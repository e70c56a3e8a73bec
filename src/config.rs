// Copyright (c) 2025 Soumyadip Sarkar.
// All rights reserved.
//
// This source code is licensed under the license found in the
// LICENSE file in the root directory of this source tree.

use serde::Deserialize;
use std::path::Path;

use crate::budget::BlurPolicy;
use crate::error::Result;

pub const ENV_PREFIX: &str = "SMARTSPEND";

#[derive(Debug, Clone, Deserialize)]
pub struct AppConfig {
    pub api: ApiConfig,
    #[serde(default)]
    pub budget: BudgetConfig,
    #[serde(default)]
    pub log: LogConfig,
}

#[derive(Debug, Clone, Deserialize)]
pub struct ApiConfig {
    #[serde(default = "default_base_url")]
    pub base_url: String,
    /// Bearer token issued by the auth service.
    #[serde(default)]
    pub token: Option<String>,
    #[serde(default = "default_timeout_secs")]
    pub timeout_secs: u64,
}

#[derive(Debug, Clone, Default, Deserialize)]
pub struct BudgetConfig {
    #[serde(default)]
    pub blur_policy: BlurPolicy,
}

#[derive(Debug, Clone, Deserialize)]
pub struct LogConfig {
    #[serde(default = "default_log_filter")]
    pub filter: String,
}

impl Default for LogConfig {
    fn default() -> Self {
        Self {
            filter: default_log_filter(),
        }
    }
}

fn default_base_url() -> String {
    "http://localhost:5000".to_string()
}

fn default_timeout_secs() -> u64 {
    15
}

fn default_log_filter() -> String {
    "smartspend=info".to_string()
}

impl AppConfig {
    /// Defaults, then the optional file, then `SMARTSPEND__SECTION__KEY`
    /// environment variables.
    pub fn load(file: Option<&Path>) -> Result<Self> {
        let mut builder = config::Config::builder()
            .set_default("api.base_url", default_base_url())?
            .set_default("api.timeout_secs", default_timeout_secs())?;
        if let Some(path) = file {
            builder = builder.add_source(config::File::from(path).required(false));
        }
        let cfg = builder
            .add_source(config::Environment::with_prefix(ENV_PREFIX).separator("__"))
            .build()?;
        Ok(cfg.try_deserialize()?)
    }
}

---

WHAT IS BEING ASKED ▸
Find how many lines of the listing hold "crate" and give the number by itself.

OUTPUT BELOW ▸
2